L'Ecole européenne de la Transition Ecologique (ETRE) mobilise les jeunes déscolarisés autour des métiers de l'environnement jusqu'à leur offrir une formation diplômante dans ce secteur. Repéré par le French Impact, ce concept très innovant va essaimer un peu partout en France à partir de 2021.

A Lahage, au sud de Toulouse, où a été lancée la première structure, ces jeunes se retrouvent en pleine campagne, dans une école écolo à ciel ouvert de deux hectares de terrain avec 3.000 mètres carrés de bâti.
A Lahage, au sud de Toulouse, où a été lancée la première structure, ces jeunes se retrouvent en pleine campagne, dans une école écolo à ciel ouvert de deux hectares de terrain avec 3.000 mètres carrés de bâti. (Ecole européenne de la Transition Ecologique)

Par Corinne Dillenseger

Publié le 5 janv. 2021 à 12:00

D'un côté, la transition écologique pourvoyeuse de plus d'un million d'emplois en France d'ici 2050. De l'autre, près de 100.000 jeunes sortant tous les ans du système scolaire sans diplôme. Deux constats qui ont amené à la création en 2017 de ETRE, l'Ecole européenne de la Transition Ecologique , une initiative de l'association de formation et d'éducation à l'environnement 3PA (Penser-Parler-Partager-Agir) implantée près de Toulouse.

« Notre pédagogie est tout sauf classique, prévient d'emblée Mathilde Loisil, co-directrice de l'association et impliquée depuis les débuts dans le développement de l'école. Ici, nous sommes dans l'être plus que dans l'avoir, dans l'apprentissage par le faire, dans l'écologie pratique et solidaire. Tout est support à la découverte et à la formation aux métiers verts, à travers de petits chantiers d'expérimentation, des visites d'entreprise, des rencontres avec des professionnels de l'agriculture bio, des espaces verts, des énergies renouvelables, du bois… ».

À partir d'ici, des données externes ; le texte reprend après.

//! Language tag: validated, canonical language identifiers.
//!
//! This module provides the `LanguageTag` type. A tag is parsed once, is
//! immutable afterwards, and always renders in its canonical form
//! (`en-us` and `en_US` both become `en-US`).

use crate::error::{I18nError, Result};
use std::cmp::Ordering;
use std::fmt;
use std::hash::{Hash, Hasher};
use std::str::FromStr;
use unic_langid::LanguageIdentifier;

/// A validated language tag.
///
/// Equality, hashing and ordering all go through the canonical string so
/// that tags can be used as sorted map keys.
#[derive(Debug, Clone)]
pub struct LanguageTag {
    id: LanguageIdentifier,
    canonical: String,
}

impl LanguageTag {
    /// Parse a language tag.
    ///
    /// # Arguments
    /// * `input` - A BCP 47 style tag such as `"en"`, `"en-US"` or `"zh_Hant_TW"`
    ///
    /// # Returns
    /// * `Ok(LanguageTag)` in canonical form
    /// * `Err(I18nError::InvalidLanguage)` if the input is empty or malformed
    ///
    /// # Example
    /// ```
    /// use request_i18n::i18n::LanguageTag;
    ///
    /// let tag = LanguageTag::parse("en_us")?;
    /// assert_eq!(tag.as_str(), "en-US");
    /// # Ok::<(), request_i18n::I18nError>(())
    /// ```
    pub fn parse(input: &str) -> Result<LanguageTag> {
        let trimmed = input.trim();
        if trimmed.is_empty() {
            return Err(I18nError::InvalidLanguage {
                input: input.to_string(),
                reason: "empty tag".to_string(),
            });
        }

        let id: LanguageIdentifier =
            trimmed
                .parse()
                .map_err(|e: unic_langid::LanguageIdentifierError| {
                    I18nError::InvalidLanguage {
                        input: input.to_string(),
                        reason: e.to_string(),
                    }
                })?;

        Ok(LanguageTag::from_identifier(id))
    }

    fn from_identifier(id: LanguageIdentifier) -> LanguageTag {
        let canonical = id.to_string();
        LanguageTag { id, canonical }
    }

    /// Canonical string form (e.g. `"en-US"`).
    pub fn as_str(&self) -> &str {
        &self.canonical
    }

    /// Primary language subtag (e.g. `"en"` for `"en-US"`).
    ///
    /// Plural rules are selected by this subtag.
    pub fn language(&self) -> &str {
        self.id.language.as_str()
    }

    /// Region subtag, if any.
    pub fn region(&self) -> Option<&str> {
        self.id.region.as_ref().map(|r| r.as_str())
    }

    /// The tag followed by progressively less specific tags.
    ///
    /// `zh-Hant-TW` yields `["zh-Hant-TW", "zh-Hant", "zh"]`; a bare
    /// language yields just itself.
    pub fn fallback_chain(&self) -> Vec<LanguageTag> {
        let mut chain = vec![self.clone()];
        let mut current = self.id.clone();

        if current.variants().len() > 0 {
            current.clear_variants();
            chain.push(LanguageTag::from_identifier(current.clone()));
        }
        if current.region.is_some() {
            current.region = None;
            chain.push(LanguageTag::from_identifier(current.clone()));
        }
        if current.script.is_some() {
            current.script = None;
            chain.push(LanguageTag::from_identifier(current));
        }

        chain
    }
}

impl FromStr for LanguageTag {
    type Err = I18nError;

    fn from_str(s: &str) -> Result<Self> {
        LanguageTag::parse(s)
    }
}

impl fmt::Display for LanguageTag {
    fn fmt(&self, f: &mut fmt::Formatter<'_>) -> fmt::Result {
        f.write_str(&self.canonical)
    }
}

impl PartialEq for LanguageTag {
    fn eq(&self, other: &Self) -> bool {
        self.canonical == other.canonical
    }
}

impl Eq for LanguageTag {}

impl Hash for LanguageTag {
    fn hash<H: Hasher>(&self, state: &mut H) {
        self.canonical.hash(state);
    }
}

impl PartialOrd for LanguageTag {
    fn partial_cmp(&self, other: &Self) -> Option<Ordering> {
        Some(self.cmp(other))
    }
}

impl Ord for LanguageTag {
    fn cmp(&self, other: &Self) -> Ordering {
        self.canonical.cmp(&other.canonical)
    }
}

#[cfg(test)]
mod tests {
    use super::*;

    // ==================== Parse Tests ====================

    #[test]
    fn test_parse_simple_language() {
        let tag = LanguageTag::parse("en").expect("Should parse");
        assert_eq!(tag.as_str(), "en");
        assert_eq!(tag.language(), "en");
        assert_eq!(tag.region(), None);
    }

    #[test]
    fn test_parse_normalizes_case() {
        let tag = LanguageTag::parse("EN-us").expect("Should parse");
        assert_eq!(tag.as_str(), "en-US");
        assert_eq!(tag.region(), Some("US"));
    }

    #[test]
    fn test_parse_accepts_underscore_separator() {
        let tag = LanguageTag::parse("pt_BR").expect("Should parse");
        assert_eq!(tag.as_str(), "pt-BR");
    }

    #[test]
    fn test_parse_script_and_region() {
        let tag = LanguageTag::parse("zh-hant-tw").expect("Should parse");
        assert_eq!(tag.as_str(), "zh-Hant-TW");
        assert_eq!(tag.language(), "zh");
    }

    #[test]
    fn test_parse_trims_whitespace() {
        let tag = LanguageTag::parse("  fr-FR ").expect("Should parse");
        assert_eq!(tag.as_str(), "fr-FR");
    }

    #[test]
    fn test_parse_empty_is_rejected() {
        let result = LanguageTag::parse("");
        assert!(matches!(result, Err(I18nError::InvalidLanguage { .. })));
    }

    #[test]
    fn test_parse_garbage_is_rejected() {
        assert!(LanguageTag::parse("not a language").is_err());
        assert!(LanguageTag::parse("e").is_err());
        assert!(LanguageTag::parse("en-!!").is_err());
    }

    #[test]
    fn test_from_str() {
        let tag: LanguageTag = "de-AT".parse().expect("Should parse");
        assert_eq!(tag.to_string(), "de-AT");
    }

    // ==================== Fallback Chain Tests ====================

    #[test]
    fn test_fallback_chain_region() {
        let tag = LanguageTag::parse("en-US").unwrap();
        let chain: Vec<String> = tag.fallback_chain().iter().map(|t| t.to_string()).collect();
        assert_eq!(chain, vec!["en-US", "en"]);
    }

    #[test]
    fn test_fallback_chain_script_and_region() {
        let tag = LanguageTag::parse("zh-Hant-TW").unwrap();
        let chain: Vec<String> = tag.fallback_chain().iter().map(|t| t.to_string()).collect();
        assert_eq!(chain, vec!["zh-Hant-TW", "zh-Hant", "zh"]);
    }

    #[test]
    fn test_fallback_chain_bare_language() {
        let tag = LanguageTag::parse("fr").unwrap();
        assert_eq!(tag.fallback_chain(), vec![tag.clone()]);
    }

    // ==================== Trait Tests ====================

    #[test]
    fn test_equality_uses_canonical_form() {
        let a = LanguageTag::parse("en-us").unwrap();
        let b = LanguageTag::parse("en_US").unwrap();
        assert_eq!(a, b);
    }

    #[test]
    fn test_ordering_is_lexicographic() {
        let mut tags = vec![
            LanguageTag::parse("fr").unwrap(),
            LanguageTag::parse("de").unwrap(),
            LanguageTag::parse("en-US").unwrap(),
        ];
        tags.sort();
        let rendered: Vec<&str> = tags.iter().map(|t| t.as_str()).collect();
        assert_eq!(rendered, vec!["de", "en-US", "fr"]);
    }
}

Pour les jeunes qui boudent l'école

Cette approche séduit chaque année 160 jeunes entre 16 et 25 ans, des profils cabossés par la vie, déscolarisés, sans emploi. « Certains n'ont pas trouvé leur voie dans le système scolaire ordinaire, d'autres sont en situation de handicap, ont des problèmes avec la justice ou sont des réfugiés, énumère Mathilde Loisil. Nous accueillons aussi des jeunes diplômés sans but précis dans la vie, et depuis peu, des profils plus âgés en reconversion professionnelle. »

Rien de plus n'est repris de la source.